# [YOUR INSTRUCTIONS]
Search the entries below. Return every line that has "article" in it.

# [MATERIAL FOR THE TASK]
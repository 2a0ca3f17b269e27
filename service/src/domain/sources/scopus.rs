use std::collections::HashMap;

use crate::domain::{
    sources::{ImportedAuthor, SourceAdapter, first_match},
    xml::XmlDocument,
};

/// Citation index, records in the abstract retrieval format
pub struct ScopusSource;

const SUBTYPES: [(&str, &str); 9] = [
    ("ar", "publication_journal-article"),
    ("re", "publication_review-article"),
    ("ed", "publication_editorial-letter"),
    ("le", "publication_editorial-letter"),
    ("no", "publication_editorial-letter"),
    ("bk", "publication_book"),
    ("ch", "publication_book-chapter"),
    ("cp", "conference_paper"),
    ("rp", "publication_report"),
];

impl SourceAdapter for ScopusSource {
    fn tag(&self) -> &'static str {
        "scopus"
    }

    fn extract_authors(&self, xml: &XmlDocument) -> Vec<ImportedAuthor> {
        let affiliations = xml
            .select("//affiliation")
            .into_iter()
            .filter_map(|affiliation| Some((affiliation.attr("id")?, affiliation.value("affilname")?)))
            .collect::<HashMap<_, _>>();

        xml.select("//authors/author")
            .into_iter()
            .filter_map(|author| {
                let last_name = author
                    .value("surname")
                    .or_else(|| author.value("preferred-name/surname"))?;
                let first_name = author
                    .value("given-name")
                    .or_else(|| author.value("preferred-name/given-name"))
                    .or_else(|| author.value("initials"));
                let affiliation = author
                    .first("affiliation")
                    .and_then(|a| a.attr("id"))
                    .and_then(|id| affiliations.get(id).cloned());
                Some(ImportedAuthor::new(first_name, last_name).with_affiliation(affiliation))
            })
            .collect()
    }

    fn suggest_publication_type(&self, xml: &XmlDocument) -> Option<&'static str> {
        let subtype = xml.value("//coredata/subtype")?;
        first_match(&[subtype], &SUBTYPES)
    }
}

# [REPLY TO THE EXERCISE]
    ("ar", "publication_journal-article"),
    ("re", "publication_review-article"),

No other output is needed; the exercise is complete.